◆ RECORDS SUPPLIED ◆
■ ■ ■ ■ ■

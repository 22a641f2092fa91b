use sqlx::types::Json as SqlxJson;
use sqlx::PgPool;
use time::PrimitiveDateTime;

use crate::db::models::AssessmentTemplate;

pub(crate) const COLUMNS: &str =
    "id, university_id, name, exam_type, max_marks, config, created_at, updated_at";

pub(crate) async fn list_for_university(
    pool: &PgPool,
    university_id: &str,
) -> Result<Vec<AssessmentTemplate>, sqlx::Error> {
    sqlx::query_as::<_, AssessmentTemplate>(&format!(
        "SELECT {COLUMNS}
         FROM assessment_templates
         WHERE university_id = $1
         ORDER BY created_at DESC"
    ))
    .bind(university_id)
    .fetch_all(pool)
    .await
}

pub(crate) async fn find_by_id(
    pool: &PgPool,
    template_id: &str,
) -> Result<Option<AssessmentTemplate>, sqlx::Error> {
    sqlx::query_as::<_, AssessmentTemplate>(&format!(
        "SELECT {COLUMNS}
         FROM assessment_templates
         WHERE id = $1"
    ))
    .bind(template_id)
    .fetch_optional(pool)
    .await
}

pub(crate) struct CreateTemplate<'a> {
    pub(crate) id: &'a str,
    pub(crate) university_id: &'a str,
    pub(crate) name: &'a str,
    pub(crate) exam_type: Option<&'a str>,
    pub(crate) max_marks: Option<f64>,
    pub(crate) config: serde_json::Value,
    pub(crate) now: PrimitiveDateTime,
}

pub(crate) async fn create(
    executor: impl sqlx::PgExecutor<'_>,
    params: CreateTemplate<'_>,
) -> Result<AssessmentTemplate, sqlx::Error> {
    sqlx::query_as::<_, AssessmentTemplate>(&format!(
        "INSERT INTO assessment_templates (
            id, university_id, name, exam_type, max_marks, config, created_at, updated_at
         ) VALUES ($1,$2,$3,$4,$5,$6,$7,$8)
         RETURNING {COLUMNS}"
    ))
    .bind(params.id)
    .bind(params.university_id)
    .bind(params.name)
    .bind(params.exam_type)
    .bind(params.max_marks)
    .bind(SqlxJson(params.config))
    .bind(params.now)
    .bind(params.now)
    .fetch_one(executor)
    .await
}

pub(crate) struct UpdateTemplate<'a> {
    pub(crate) name: Option<&'a str>,
    pub(crate) exam_type: Option<&'a str>,
    pub(crate) max_marks: Option<f64>,
    pub(crate) config: Option<serde_json::Value>,
    pub(crate) now: PrimitiveDateTime,
}

pub(crate) async fn update(
    pool: &PgPool,
    template_id: &str,
    params: UpdateTemplate<'_>,
) -> Result<Option<AssessmentTemplate>, sqlx::Error> {
    sqlx::query_as::<_, AssessmentTemplate>(&format!(
        "UPDATE assessment_templates
         SET name = COALESCE($2, name),
             exam_type = COALESCE($3, exam_type),
             max_marks = COALESCE($4, max_marks),
             config = COALESCE($5, config),
             updated_at = $6
         WHERE id = $1
         RETURNING {COLUMNS}"
    ))
    .bind(template_id)
    .bind(params.name)
    .bind(params.exam_type)
    .bind(params.max_marks)
    .bind(params.config.map(SqlxJson))
    .bind(params.now)
    .fetch_optional(pool)
    .await
}

pub(crate) async fn delete(pool: &PgPool, template_id: &str) -> Result<bool, sqlx::Error> {
    let result = sqlx::query("DELETE FROM assessment_templates WHERE id = $1")
        .bind(template_id)
        .execute(pool)
        .await?;

    Ok(result.rows_affected() > 0)
}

■ ■ ■ ■ ■

◆ PROBLEM ◆
Retype every entry above, word for word.

◆ TASK SOLUTION ◆
repository 22a641f2092fa91b
use sqlx::types::Json as SqlxJson;
use sqlx::PgPool;
use time::PrimitiveDateTime;

use crate::db::models::AssessmentTemplate;

pub(crate) const COLUMNS: &str =
    "id, university_id, name, exam_type, max_marks, config, created_at, updated_at";

pub(crate) async fn list_for_university(
    pool: &PgPool,
    university_id: &str,
) -> Result<Vec<AssessmentTemplate>, sqlx::Error> {
    sqlx::query_as::<_, AssessmentTemplate>(&format!(
        "SELECT {COLUMNS}
         FROM assessment_templates
         WHERE university_id = $1
         ORDER BY created_at DESC"
    ))
    .bind(university_id)
    .fetch_all(pool)
    .await
}

pub(crate) async fn find_by_id(
    pool: &PgPool,
    template_id: &str,
) -> Result<Option<AssessmentTemplate>, sqlx::Error> {
    sqlx::query_as::<_, AssessmentTemplate>(&format!(
        "SELECT {COLUMNS}
         FROM assessment_templates
         WHERE id = $1"
    ))
    .bind(template_id)
    .fetch_optional(pool)
    .await
}

pub(crate) struct CreateTemplate<'a> {
    pub(crate) id: &'a str,
    pub(crate) university_id: &'a str,
    pub(crate) name: &'a str,
    pub(crate) exam_type: Option<&'a str>,
    pub(crate) max_marks: Option<f64>,
    pub(crate) config: serde_json::Value,
    pub(crate) now: PrimitiveDateTime,
}

pub(crate) async fn create(
    executor: impl sqlx::PgExecutor<'_>,
    params: CreateTemplate<'_>,
) -> Result<AssessmentTemplate, sqlx::Error> {
    sqlx::query_as::<_, AssessmentTemplate>(&format!(
        "INSERT INTO assessment_templates (
            id, university_id, name, exam_type, max_marks, config, created_at, updated_at
         ) VALUES ($1,$2,$3,$4,$5,$6,$7,$8)
         RETURNING {COLUMNS}"
    ))
    .bind(params.id)
    .bind(params.university_id)
    .bind(params.name)
    .bind(params.exam_type)
    .bind(params.max_marks)
    .bind(SqlxJson(params.config))
    .bind(params.now)
    .bind(params.now)
    .fetch_one(executor)
    .await
}

pub(crate) struct UpdateTemplate<'a> {
    pub(crate) name: Option<&'a str>,
    pub(crate) exam_type: Option<&'a str>,
    pub(crate) max_marks: Option<f64>,
    pub(crate) config: Option<serde_json::Value>,
    pub(crate) now: PrimitiveDateTime,
}

pub(crate) async fn update(
    pool: &PgPool,
    template_id: &str,
    params: UpdateTemplate<'_>,
) -> Result<Option<AssessmentTemplate>, sqlx::Error> {
    sqlx::query_as::<_, AssessmentTemplate>(&format!(
        "UPDATE assessment_templates
         SET name = COALESCE($2, name),
             exam_type = COALESCE($3, exam_type),
             max_marks = COALESCE($4, max_marks),
             config = COALESCE($5, config),
             updated_at = $6
         WHERE id = $1
         RETURNING {COLUMNS}"
    ))
    .bind(template_id)
    .bind(params.name)
    .bind(params.exam_type)
    .bind(params.max_marks)
    .bind(params.config.map(SqlxJson))
    .bind(params.now)
    .fetch_optional(pool)
    .await
}

pub(crate) async fn delete(pool: &PgPool, template_id: &str) -> Result<bool, sqlx::Error> {
    let result = sqlx::query("DELETE FROM assessment_templates WHERE id = $1")
        .bind(template_id)
        .execute(pool)
        .await?;

    Ok(result.rows_affected() > 0)
}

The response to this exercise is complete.